Warp pipes are not the only way in which Super Mario Bros. encourages exploration and lateral thinking, however: From the very outset of the game Mario and Luigi will be confronted with mysterious hovering bricks. These can be used as platforms to navigate the level, but they can also be broken from underneath if players jump into them. Sometimes, these bricks would conceal a mushroom, flower or star which, when grabbed would grant a power-up (a conceit taken, of course, from Alice) a coin, or even a magic beanstalk which, if climbed, leads players to a secret world high above the clouds full of treasures. Other times, the bricks are invisible and only activated if Mario or Luigi make a lucky guess and jump into thin air. In other words, what would appear at first glance to be empty space is in fact something altogether more wondrous and strange to the careful eye.

One of the cleverest things players can do in Super Mario Bros., however, is a trick in the underground areas. In some levels players manoeuvre through an underground cavern, just like the ones Miyamoto was so fond of as a child. These levels are surrounded on all sides by bricks, the same kind that can be broken from beneath. By clearing a few blocks, players might be shocked to find Mario and Luigi can actually end up above the level walking on the ceiling. Follow this new-found path all the way to the end, and Mario and Luigi might stumble upon a secret room with three warp pipes, allowing them to bypass whole swaths of the game entirely. It's an incredibly charming trick, and it's only accessible if players think outside the box and actively want to satisfy their curiosity.
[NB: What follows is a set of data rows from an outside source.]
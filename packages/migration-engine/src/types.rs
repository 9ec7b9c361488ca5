//! Core identifier and scalar value types shared across the pipeline.

use std::fmt;

use serde::{Deserialize, Serialize};
use uuid::Uuid;

/// Unique identifier for one concrete migration.
#[derive(Debug, Clone, PartialEq, Eq, Hash, PartialOrd, Ord, Serialize, Deserialize)]
pub struct MigrationId(pub String);

impl MigrationId {
    pub fn new(id: impl Into<String>) -> Self {
        Self(id.into())
    }

    pub fn as_str(&self) -> &str {
        &self.0
    }
}

impl fmt::Display for MigrationId {
    fn fmt(&self, f: &mut fmt::Formatter<'_>) -> fmt::Result {
        write!(f, "{}", self.0)
    }
}

impl From<&str> for MigrationId {
    fn from(s: &str) -> Self {
        Self(s.to_string())
    }
}

/// Identity assigned by the destination store when a row is written.
///
/// Destinations that generate their own keys return a fresh v7 UUID;
/// destinations with natural keys return them as strings.
#[derive(Debug, Clone, PartialEq, Eq, Hash, Serialize, Deserialize)]
pub struct DestinationId(pub String);

impl DestinationId {
    pub fn generate() -> Self {
        Self(Uuid::now_v7().to_string())
    }

    pub fn new(id: impl Into<String>) -> Self {
        Self(id.into())
    }

    pub fn as_str(&self) -> &str {
        &self.0
    }
}

impl fmt::Display for DestinationId {
    fn fmt(&self, f: &mut fmt::Formatter<'_>) -> fmt::Result {
        write!(f, "{}", self.0)
    }
}

/// Declared type of a source ID field.
#[derive(Debug, Clone, Copy, PartialEq, Eq, Serialize, Deserialize)]
#[serde(rename_all = "snake_case")]
pub enum IdValueKind {
    Int,
    Text,
}

/// One component of a row's identity tuple.
#[derive(Debug, Clone, PartialEq, Eq, Hash, Serialize, Deserialize)]
#[serde(untagged)]
pub enum IdValue {
    Int(i64),
    Text(String),
}

impl IdValue {
    /// Coerce a JSON value into an ID component of the declared kind.
    ///
    /// Returns `None` when the value cannot represent an identity of
    /// that kind (null, objects, fractional numbers).
    pub fn coerce(value: &serde_json::Value, kind: IdValueKind) -> Option<Self> {
        match kind {
            IdValueKind::Int => match value {
                serde_json::Value::Number(n) => n.as_i64().map(IdValue::Int),
                serde_json::Value::String(s) => s.trim().parse::<i64>().ok().map(IdValue::Int),
                _ => None,
            },
            IdValueKind::Text => match value {
                serde_json::Value::String(s) => Some(IdValue::Text(s.clone())),
                serde_json::Value::Number(n) => Some(IdValue::Text(n.to_string())),
                _ => None,
            },
        }
    }
}

impl fmt::Display for IdValue {
    fn fmt(&self, f: &mut fmt::Formatter<'_>) -> fmt::Result {
        match self {
            IdValue::Int(n) => write!(f, "{n}"),
            IdValue::Text(s) => write!(f, "{s}"),
        }
    }
}

impl From<i64> for IdValue {
    fn from(n: i64) -> Self {
        IdValue::Int(n)
    }
}

impl From<&str> for IdValue {
    fn from(s: &str) -> Self {
        IdValue::Text(s.to_string())
    }
}

/// Serialize an identity tuple into the stable string key used by the
/// ID map. Components are joined with `:`; a single-component tuple is
/// just its value (`"42"`, not `"42:"`).
pub fn source_key(ids: &[IdValue]) -> String {
    let mut out = String::new();
    for (i, id) in ids.iter().enumerate() {
        if i > 0 {
            out.push(':');
        }
        out.push_str(&id.to_string());
    }
    out
}

/// Status of an ID map entry.
#[derive(Debug, Clone, Copy, PartialEq, Eq, Serialize, Deserialize)]
#[serde(rename_all = "snake_case")]
pub enum RowStatus {
    /// Row was written to the destination and the stored hash matches.
    Imported,
    /// Row was flagged for re-import on the next run.
    NeedsUpdate,
    /// Row failed destination validation on its last attempt.
    Failed,
}

impl RowStatus {
    pub fn as_str(&self) -> &'static str {
        match self {
            Self::Imported => "imported",
            Self::NeedsUpdate => "needs_update",
            Self::Failed => "failed",
        }
    }

    pub fn parse(s: &str) -> Self {
        match s {
            "needs_update" => Self::NeedsUpdate,
            "failed" => Self::Failed,
            _ => Self::Imported,
        }
    }
}
//! Migration definitions, template fan-out, and dependency ordering.

use std::collections::{BTreeMap, HashMap, HashSet};

use serde::{Deserialize, Serialize};
use serde_json::Value;

use crate::error::{RegistryError, SourceError};
use crate::source::SourceRowProvider;
use crate::transform::FieldMapping;
use crate::types::{IdValueKind, MigrationId};

/// Declaration of one ID field on the source.
#[derive(Debug, Clone, Serialize, Deserialize)]
pub struct IdField {
    pub name: String,
    pub kind: IdValueKind,
}

impl IdField {
    pub fn int(name: impl Into<String>) -> Self {
        Self {
            name: name.into(),
            kind: IdValueKind::Int,
        }
    }

    pub fn text(name: impl Into<String>) -> Self {
        Self {
            name: name.into(),
            kind: IdValueKind::Text,
        }
    }
}

/// Shape of the source query: which table, which columns, in what
/// order, and optional equality constraints (the mechanism template
/// fan-out uses to split one table into per-variant migrations).
#[derive(Debug, Clone, Serialize, Deserialize)]
pub struct SourceSpec {
    pub table: String,
    pub columns: Vec<String>,
    /// Columns to order by. Required to be a stable total order so
    /// cursors survive across runs; providers append the ID fields
    /// when this is empty.
    #[serde(default)]
    pub order_by: Vec<String>,
    /// Equality constraints ANDed into the query.
    #[serde(default)]
    pub constraints: BTreeMap<String, Value>,
}

impl SourceSpec {
    pub fn new(table: impl Into<String>, columns: Vec<String>) -> Self {
        Self {
            table: table.into(),
            columns,
            order_by: Vec::new(),
            constraints: BTreeMap::new(),
        }
    }
}

/// Destination target plus the declarative field mappings applied by
/// the transformer.
#[derive(Debug, Clone, Serialize, Deserialize)]
pub struct DestinationSpec {
    pub target: String,
    pub mappings: Vec<FieldMapping>,
}

/// One concrete ETL unit: source, destination, mapping, dependencies.
///
/// Read-only during execution. Identifiers are unique within the
/// registry and dependency references must resolve.
#[derive(Debug, Clone, Serialize, Deserialize)]
pub struct MigrationDefinition {
    pub id: MigrationId,
    /// Source-system tags this definition applies to (e.g. "d6", "d7").
    #[serde(default)]
    pub source_tags: Vec<String>,
    pub source: SourceSpec,
    pub ids: Vec<IdField>,
    pub destination: DestinationSpec,
    #[serde(default)]
    pub dependencies: Vec<MigrationId>,
    #[serde(default = "default_enabled")]
    pub enabled: bool,
}

fn default_enabled() -> bool {
    true
}

/// One variant produced by template fan-out: a suffix appended to the
/// base id and extra source constraints narrowing the query.
#[derive(Debug, Clone, Serialize, Deserialize)]
pub struct TemplateVariant {
    pub suffix: String,
    #[serde(default)]
    pub constraints: BTreeMap<String, Value>,
}

/// Dynamic fan-out axis: at registry-load time, one variant is
/// discovered per distinct value of `column` in the template's source
/// table (e.g. one migration per content sub-type actually present).
#[derive(Debug, Clone, Serialize, Deserialize)]
pub struct FanOut {
    pub column: String,
}

/// A definition template that may expand into several concrete
/// migrations: one per statically declared variant plus one per
/// variant discovered through the fan-out axis. A template with
/// neither expands to itself.
#[derive(Debug, Clone, Serialize, Deserialize)]
pub struct MigrationTemplate {
    #[serde(flatten)]
    pub base: MigrationDefinition,
    #[serde(default)]
    pub variants: Vec<TemplateVariant>,
    #[serde(default)]
    pub fan_out: Option<FanOut>,
}

impl MigrationTemplate {
    pub fn from_definition(base: MigrationDefinition) -> Self {
        Self {
            base,
            variants: Vec::new(),
            fan_out: None,
        }
    }

    /// Produce the concrete definitions for the declared variants.
    /// Templates carrying a fan-out axis go through [`resolve`]
    /// instead, which discovers the variant list first.
    ///
    /// [`resolve`]: MigrationTemplate::resolve
    pub fn expand(&self) -> Vec<MigrationDefinition> {
        if self.variants.is_empty() {
            return vec![self.base.clone()];
        }
        self.variants
            .iter()
            .map(|variant| {
                let mut def = self.base.clone();
                def.id = MigrationId::new(format!("{}:{}", self.base.id, variant.suffix));
                def.source
                    .constraints
                    .extend(variant.constraints.clone());
                def
            })
            .collect()
    }

    /// Resolve the template against the source, then expand.
    ///
    /// The fan-out axis is dynamic: the variant list comes from the
    /// distinct values of the fan-out column as found in the source
    /// right now, appended to any statically declared variants.
    pub async fn resolve(
        &self,
        source: &dyn SourceRowProvider,
    ) -> Result<Vec<MigrationDefinition>, SourceError> {
        let Some(fan_out) = &self.fan_out else {
            return Ok(self.expand());
        };
        let values = source
            .distinct_values(&self.base.source.table, &fan_out.column)
            .await?;
        let mut variants = self.variants.clone();
        for value in values {
            let suffix = match &value {
                Value::String(s) => s.clone(),
                other => other.to_string(),
            };
            variants.push(TemplateVariant {
                suffix,
                constraints: BTreeMap::from([(fan_out.column.clone(), value)]),
            });
        }
        let resolved = Self {
            base: self.base.clone(),
            variants,
            fan_out: None,
        };
        Ok(resolved.expand())
    }
}

/// Catalog of concrete migration definitions.
///
/// Loaded once before a run; templates are expanded at registration
/// time so execution only ever sees concrete definitions.
#[derive(Debug, Default)]
pub struct MigrationRegistry {
    definitions: Vec<MigrationDefinition>,
    index: HashMap<MigrationId, usize>,
}

impl MigrationRegistry {
    pub fn new() -> Self {
        Self::default()
    }

    /// Register one concrete definition.
    pub fn register(&mut self, def: MigrationDefinition) -> Result<(), RegistryError> {
        if self.index.contains_key(&def.id) {
            return Err(RegistryError::DuplicateId { id: def.id });
        }
        self.index.insert(def.id.clone(), self.definitions.len());
        self.definitions.push(def);
        Ok(())
    }

    /// Expand a template and register every concrete definition it
    /// produces.
    pub fn register_template(&mut self, template: &MigrationTemplate) -> Result<(), RegistryError> {
        for def in template.expand() {
            self.register(def)?;
        }
        Ok(())
    }

    pub fn get(&self, id: &MigrationId) -> Option<&MigrationDefinition> {
        self.index.get(id).map(|&i| &self.definitions[i])
    }

    pub fn all_ids(&self) -> Vec<MigrationId> {
        self.definitions.iter().map(|d| d.id.clone()).collect()
    }

    /// Definitions tagged with the given source-system tag, in
    /// registration order.
    pub fn find_by_tag(&self, tag: &str) -> Vec<&MigrationDefinition> {
        self.definitions
            .iter()
            .filter(|d| d.source_tags.iter().any(|t| t == tag))
            .collect()
    }

    /// Validate that every dependency resolves to a registered
    /// definition.
    pub fn validate(&self) -> Result<(), RegistryError> {
        for def in &self.definitions {
            for dep in &def.dependencies {
                if !self.index.contains_key(dep) {
                    return Err(RegistryError::UnknownDependency {
                        id: def.id.clone(),
                        dependency: dep.clone(),
                    });
                }
            }
        }
        Ok(())
    }

    /// Dependency-order the requested migrations plus their transitive
    /// dependencies.
    ///
    /// Kahn's algorithm with registration order as the tie-break among
    /// ready nodes, so the result is deterministic. A cycle is a fatal
    /// configuration error reported before anything executes.
    pub fn dependency_order(
        &self,
        requested: &[MigrationId],
    ) -> Result<Vec<MigrationDefinition>, RegistryError> {
        self.validate()?;

        // Closure over transitive dependencies.
        let mut selected: HashSet<MigrationId> = HashSet::new();
        let mut stack: Vec<MigrationId> = Vec::new();
        for id in requested {
            let def = self
                .get(id)
                .ok_or_else(|| RegistryError::UnknownId { id: id.clone() })?;
            if selected.insert(def.id.clone()) {
                stack.push(def.id.clone());
            }
        }
        while let Some(id) = stack.pop() {
            // Dependencies were validated above; get() cannot miss here.
            if let Some(def) = self.get(&id) {
                for dep in &def.dependencies {
                    if selected.insert(dep.clone()) {
                        stack.push(dep.clone());
                    }
                }
            }
        }

        let mut in_degree: HashMap<MigrationId, usize> = HashMap::new();
        for def in &self.definitions {
            if !selected.contains(&def.id) {
                continue;
            }
            in_degree.entry(def.id.clone()).or_insert(0);
            for dep in &def.dependencies {
                if selected.contains(dep) {
                    *in_degree.entry(def.id.clone()).or_insert(0) += 1;
                }
            }
        }

        let mut ordered = Vec::with_capacity(selected.len());
        loop {
            // First registered definition with no unresolved deps.
            let next = self
                .definitions
                .iter()
                .find(|d| in_degree.get(&d.id).is_some_and(|&deg| deg == 0));
            let Some(def) = next else { break };
            let id = def.id.clone();
            in_degree.remove(&id);
            for other in &self.definitions {
                if other.dependencies.contains(&id) {
                    if let Some(deg) = in_degree.get_mut(&other.id) {
                        *deg = deg.saturating_sub(1);
                    }
                }
            }
            ordered.push(def.clone());
        }

        if !in_degree.is_empty() {
            let mut members: Vec<MigrationId> = in_degree.into_keys().collect();
            members.sort();
            return Err(RegistryError::DependencyCycle { members });
        }
        Ok(ordered)
    }
}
This touches on another major aspect of Super Mario Bros.: It's difficult to tell in hindsight, especially as its gameplay has become the core of almost every platformer made after it, but Super Mario Bros. was, in its day, an incredibly revolutionary and unorthodox game built essentially around challenging and deconstructing player's expectations about what video games should be about. Released into an era where arcades and arcade-style games were still the default, or at least an extremely prominent and important genre (albeit in the waning days of that era), Mario seemed to do everything differently. In an age where it really still wasn't uncommon to see games with one screen at a time about shooting things, Miyamoto gave us a side-scrolling platformer about a plumber trying to save a fantasy kingdom from a marauding band of magic turtles. Every single aspect of the game, from the side-scrolling core to the entire concept of warp pipes, warp zones and secret power-ups, is designed to fly in the face of what gamers would expect from a game at the time. In a way this only makes sense: If Super Mario Bros. is inspired by imagination, creativity, unconventional thinking and curiosity, it's only logical that it should be designed around forcing players to shed their preconceptions and think creatively. I can't think of a better showcase for Shigeru Miyamoto's worldview than that.